# [EXERCISE DIRECTIONS]
A verbatim copy of each record is required.

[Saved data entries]
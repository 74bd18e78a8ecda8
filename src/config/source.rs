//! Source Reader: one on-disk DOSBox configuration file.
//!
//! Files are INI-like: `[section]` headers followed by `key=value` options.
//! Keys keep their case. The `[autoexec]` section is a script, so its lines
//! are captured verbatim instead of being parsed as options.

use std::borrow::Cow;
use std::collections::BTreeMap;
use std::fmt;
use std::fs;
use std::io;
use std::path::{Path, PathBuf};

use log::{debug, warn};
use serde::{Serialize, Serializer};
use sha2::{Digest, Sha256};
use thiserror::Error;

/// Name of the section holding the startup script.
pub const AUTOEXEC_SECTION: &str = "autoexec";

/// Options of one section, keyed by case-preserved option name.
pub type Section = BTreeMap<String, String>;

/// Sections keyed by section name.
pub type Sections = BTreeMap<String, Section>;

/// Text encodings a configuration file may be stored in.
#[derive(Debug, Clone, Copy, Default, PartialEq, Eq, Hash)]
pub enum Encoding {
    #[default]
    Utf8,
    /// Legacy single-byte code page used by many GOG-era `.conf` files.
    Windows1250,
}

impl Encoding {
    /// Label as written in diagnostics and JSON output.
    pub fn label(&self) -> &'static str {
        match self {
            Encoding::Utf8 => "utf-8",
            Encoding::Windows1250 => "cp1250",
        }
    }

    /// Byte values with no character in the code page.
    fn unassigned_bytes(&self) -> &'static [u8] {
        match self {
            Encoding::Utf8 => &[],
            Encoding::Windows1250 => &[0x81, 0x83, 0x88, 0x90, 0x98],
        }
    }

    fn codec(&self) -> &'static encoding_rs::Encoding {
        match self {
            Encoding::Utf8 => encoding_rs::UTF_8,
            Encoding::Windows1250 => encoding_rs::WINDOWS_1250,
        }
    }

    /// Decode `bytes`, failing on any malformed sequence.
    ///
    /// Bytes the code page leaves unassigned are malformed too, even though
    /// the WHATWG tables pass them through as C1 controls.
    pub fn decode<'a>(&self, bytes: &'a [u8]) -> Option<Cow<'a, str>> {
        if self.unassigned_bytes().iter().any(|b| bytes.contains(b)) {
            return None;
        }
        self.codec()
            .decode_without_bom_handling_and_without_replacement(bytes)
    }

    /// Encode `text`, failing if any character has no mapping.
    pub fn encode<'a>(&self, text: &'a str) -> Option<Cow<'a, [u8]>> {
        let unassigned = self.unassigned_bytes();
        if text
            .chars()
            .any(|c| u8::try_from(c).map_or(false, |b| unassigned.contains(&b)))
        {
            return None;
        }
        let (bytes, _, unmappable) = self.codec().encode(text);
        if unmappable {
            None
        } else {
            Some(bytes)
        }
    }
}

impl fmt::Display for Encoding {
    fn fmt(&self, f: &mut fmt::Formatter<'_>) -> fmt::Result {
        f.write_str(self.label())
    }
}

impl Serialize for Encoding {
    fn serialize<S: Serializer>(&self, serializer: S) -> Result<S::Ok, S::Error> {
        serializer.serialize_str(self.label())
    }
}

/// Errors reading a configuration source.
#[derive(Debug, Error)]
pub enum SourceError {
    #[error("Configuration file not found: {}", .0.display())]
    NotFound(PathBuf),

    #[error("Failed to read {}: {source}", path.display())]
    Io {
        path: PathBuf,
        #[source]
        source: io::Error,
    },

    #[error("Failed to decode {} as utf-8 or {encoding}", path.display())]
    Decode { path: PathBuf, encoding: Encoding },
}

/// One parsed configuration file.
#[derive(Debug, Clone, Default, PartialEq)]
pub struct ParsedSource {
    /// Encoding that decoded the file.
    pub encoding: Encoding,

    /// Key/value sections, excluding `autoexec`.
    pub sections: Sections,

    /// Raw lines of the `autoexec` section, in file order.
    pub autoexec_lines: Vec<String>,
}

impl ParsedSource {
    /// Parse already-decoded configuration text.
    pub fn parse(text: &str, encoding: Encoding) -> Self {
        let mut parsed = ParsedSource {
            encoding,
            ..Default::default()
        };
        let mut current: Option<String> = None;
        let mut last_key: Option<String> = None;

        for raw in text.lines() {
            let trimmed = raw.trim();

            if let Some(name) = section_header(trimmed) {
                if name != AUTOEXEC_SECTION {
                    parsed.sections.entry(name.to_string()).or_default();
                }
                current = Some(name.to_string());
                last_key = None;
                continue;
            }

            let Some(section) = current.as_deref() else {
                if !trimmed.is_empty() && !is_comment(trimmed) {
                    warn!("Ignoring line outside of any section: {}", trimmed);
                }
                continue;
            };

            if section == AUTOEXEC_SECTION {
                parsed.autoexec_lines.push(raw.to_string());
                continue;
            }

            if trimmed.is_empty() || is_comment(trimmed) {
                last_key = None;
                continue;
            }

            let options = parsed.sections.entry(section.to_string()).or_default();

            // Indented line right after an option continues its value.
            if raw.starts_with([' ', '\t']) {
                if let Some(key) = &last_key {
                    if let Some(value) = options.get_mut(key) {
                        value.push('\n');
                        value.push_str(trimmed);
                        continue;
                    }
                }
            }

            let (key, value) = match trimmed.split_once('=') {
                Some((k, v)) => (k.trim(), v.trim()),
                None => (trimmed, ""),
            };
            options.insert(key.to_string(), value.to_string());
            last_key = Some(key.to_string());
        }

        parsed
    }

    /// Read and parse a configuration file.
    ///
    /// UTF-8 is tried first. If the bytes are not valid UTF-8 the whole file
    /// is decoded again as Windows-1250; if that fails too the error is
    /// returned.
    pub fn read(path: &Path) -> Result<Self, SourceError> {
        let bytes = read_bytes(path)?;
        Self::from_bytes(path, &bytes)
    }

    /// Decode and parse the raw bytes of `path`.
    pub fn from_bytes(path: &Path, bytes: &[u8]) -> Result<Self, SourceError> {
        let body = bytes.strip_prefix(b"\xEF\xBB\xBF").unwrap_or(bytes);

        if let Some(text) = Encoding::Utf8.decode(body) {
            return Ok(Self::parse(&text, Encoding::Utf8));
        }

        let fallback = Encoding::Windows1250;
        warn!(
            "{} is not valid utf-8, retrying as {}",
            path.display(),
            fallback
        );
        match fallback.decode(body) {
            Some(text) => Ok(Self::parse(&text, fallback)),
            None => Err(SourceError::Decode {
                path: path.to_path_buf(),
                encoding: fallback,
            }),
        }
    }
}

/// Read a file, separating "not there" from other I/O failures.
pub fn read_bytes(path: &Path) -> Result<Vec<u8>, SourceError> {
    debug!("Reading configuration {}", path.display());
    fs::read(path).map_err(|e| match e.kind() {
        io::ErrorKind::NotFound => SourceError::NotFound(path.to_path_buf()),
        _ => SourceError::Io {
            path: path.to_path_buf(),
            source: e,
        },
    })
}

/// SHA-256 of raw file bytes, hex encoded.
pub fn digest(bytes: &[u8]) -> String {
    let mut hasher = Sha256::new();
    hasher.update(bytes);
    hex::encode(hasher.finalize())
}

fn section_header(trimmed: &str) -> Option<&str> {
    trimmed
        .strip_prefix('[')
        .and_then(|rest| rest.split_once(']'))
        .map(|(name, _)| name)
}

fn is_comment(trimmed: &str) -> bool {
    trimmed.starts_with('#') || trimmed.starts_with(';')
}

# [THE COMPLETED TASK]
repository 74bd18e78a8ecda8
filename src/config/source.rs
//! Source Reader: one on-disk DOSBox configuration file.
//!
//! Files are INI-like: `[section]` headers followed by `key=value` options.
//! Keys keep their case. The `[autoexec]` section is a script, so its lines
//! are captured verbatim instead of being parsed as options.

use std::borrow::Cow;
use std::collections::BTreeMap;
use std::fmt;
use std::fs;
use std::io;
use std::path::{Path, PathBuf};

use log::{debug, warn};
use serde::{Serialize, Serializer};
use sha2::{Digest, Sha256};
use thiserror::Error;

/// Name of the section holding the startup script.
pub const AUTOEXEC_SECTION: &str = "autoexec";

/// Options of one section, keyed by case-preserved option name.
pub type Section = BTreeMap<String, String>;

/// Sections keyed by section name.
pub type Sections = BTreeMap<String, Section>;

/// Text encodings a configuration file may be stored in.
#[derive(Debug, Clone, Copy, Default, PartialEq, Eq, Hash)]
pub enum Encoding {
    #[default]
    Utf8,
    /// Legacy single-byte code page used by many GOG-era `.conf` files.
    Windows1250,
}

impl Encoding {
    /// Label as written in diagnostics and JSON output.
    pub fn label(&self) -> &'static str {
        match self {
            Encoding::Utf8 => "utf-8",
            Encoding::Windows1250 => "cp1250",
        }
    }

    /// Byte values with no character in the code page.
    fn unassigned_bytes(&self) -> &'static [u8] {
        match self {
            Encoding::Utf8 => &[],
            Encoding::Windows1250 => &[0x81, 0x83, 0x88, 0x90, 0x98],
        }
    }

    fn codec(&self) -> &'static encoding_rs::Encoding {
        match self {
            Encoding::Utf8 => encoding_rs::UTF_8,
            Encoding::Windows1250 => encoding_rs::WINDOWS_1250,
        }
    }

    /// Decode `bytes`, failing on any malformed sequence.
    ///
    /// Bytes the code page leaves unassigned are malformed too, even though
    /// the WHATWG tables pass them through as C1 controls.
    pub fn decode<'a>(&self, bytes: &'a [u8]) -> Option<Cow<'a, str>> {
        if self.unassigned_bytes().iter().any(|b| bytes.contains(b)) {
            return None;
        }
        self.codec()
            .decode_without_bom_handling_and_without_replacement(bytes)
    }

    /// Encode `text`, failing if any character has no mapping.
    pub fn encode<'a>(&self, text: &'a str) -> Option<Cow<'a, [u8]>> {
        let unassigned = self.unassigned_bytes();
        if text
            .chars()
            .any(|c| u8::try_from(c).map_or(false, |b| unassigned.contains(&b)))
        {
            return None;
        }
        let (bytes, _, unmappable) = self.codec().encode(text);
        if unmappable {
            None
        } else {
            Some(bytes)
        }
    }
}

impl fmt::Display for Encoding {
    fn fmt(&self, f: &mut fmt::Formatter<'_>) -> fmt::Result {
        f.write_str(self.label())
    }
}

impl Serialize for Encoding {
    fn serialize<S: Serializer>(&self, serializer: S) -> Result<S::Ok, S::Error> {
        serializer.serialize_str(self.label())
    }
}

/// Errors reading a configuration source.
#[derive(Debug, Error)]
pub enum SourceError {
    #[error("Configuration file not found: {}", .0.display())]
    NotFound(PathBuf),

    #[error("Failed to read {}: {source}", path.display())]
    Io {
        path: PathBuf,
        #[source]
        source: io::Error,
    },

    #[error("Failed to decode {} as utf-8 or {encoding}", path.display())]
    Decode { path: PathBuf, encoding: Encoding },
}

/// One parsed configuration file.
#[derive(Debug, Clone, Default, PartialEq)]
pub struct ParsedSource {
    /// Encoding that decoded the file.
    pub encoding: Encoding,

    /// Key/value sections, excluding `autoexec`.
    pub sections: Sections,

    /// Raw lines of the `autoexec` section, in file order.
    pub autoexec_lines: Vec<String>,
}

impl ParsedSource {
    /// Parse already-decoded configuration text.
    pub fn parse(text: &str, encoding: Encoding) -> Self {
        let mut parsed = ParsedSource {
            encoding,
            ..Default::default()
        };
        let mut current: Option<String> = None;
        let mut last_key: Option<String> = None;

        for raw in text.lines() {
            let trimmed = raw.trim();

            if let Some(name) = section_header(trimmed) {
                if name != AUTOEXEC_SECTION {
                    parsed.sections.entry(name.to_string()).or_default();
                }
                current = Some(name.to_string());
                last_key = None;
                continue;
            }

            let Some(section) = current.as_deref() else {
                if !trimmed.is_empty() && !is_comment(trimmed) {
                    warn!("Ignoring line outside of any section: {}", trimmed);
                }
                continue;
            };

            if section == AUTOEXEC_SECTION {
                parsed.autoexec_lines.push(raw.to_string());
                continue;
            }

            if trimmed.is_empty() || is_comment(trimmed) {
                last_key = None;
                continue;
            }

            let options = parsed.sections.entry(section.to_string()).or_default();

            // Indented line right after an option continues its value.
            if raw.starts_with([' ', '\t']) {
                if let Some(key) = &last_key {
                    if let Some(value) = options.get_mut(key) {
                        value.push('\n');
                        value.push_str(trimmed);
                        continue;
                    }
                }
            }

            let (key, value) = match trimmed.split_once('=') {
                Some((k, v)) => (k.trim(), v.trim()),
                None => (trimmed, ""),
            };
            options.insert(key.to_string(), value.to_string());
            last_key = Some(key.to_string());
        }

        parsed
    }

    /// Read and parse a configuration file.
    ///
    /// UTF-8 is tried first. If the bytes are not valid UTF-8 the whole file
    /// is decoded again as Windows-1250; if that fails too the error is
    /// returned.
    pub fn read(path: &Path) -> Result<Self, SourceError> {
        let bytes = read_bytes(path)?;
        Self::from_bytes(path, &bytes)
    }

    /// Decode and parse the raw bytes of `path`.
    pub fn from_bytes(path: &Path, bytes: &[u8]) -> Result<Self, SourceError> {
        let body = bytes.strip_prefix(b"\xEF\xBB\xBF").unwrap_or(bytes);

        if let Some(text) = Encoding::Utf8.decode(body) {
            return Ok(Self::parse(&text, Encoding::Utf8));
        }

        let fallback = Encoding::Windows1250;
        warn!(
            "{} is not valid utf-8, retrying as {}",
            path.display(),
            fallback
        );
        match fallback.decode(body) {
            Some(text) => Ok(Self::parse(&text, fallback)),
            None => Err(SourceError::Decode {
                path: path.to_path_buf(),
                encoding: fallback,
            }),
        }
    }
}

/// Read a file, separating "not there" from other I/O failures.
pub fn read_bytes(path: &Path) -> Result<Vec<u8>, SourceError> {
    debug!("Reading configuration {}", path.display());
    fs::read(path).map_err(|e| match e.kind() {
        io::ErrorKind::NotFound => SourceError::NotFound(path.to_path_buf()),
        _ => SourceError::Io {
            path: path.to_path_buf(),
            source: e,
        },
    })
}

/// SHA-256 of raw file bytes, hex encoded.
pub fn digest(bytes: &[u8]) -> String {
    let mut hasher = Sha256::new();
    hasher.update(bytes);
    hex::encode(hasher.finalize())
}

fn section_header(trimmed: &str) -> Option<&str> {
    trimmed
        .strip_prefix('[')
        .and_then(|rest| rest.split_once(']'))
        .map(|(name, _)| name)
}

fn is_comment(trimmed: &str) -> bool {
    trimmed.starts_with('#') || trimmed.starts_with(';')
}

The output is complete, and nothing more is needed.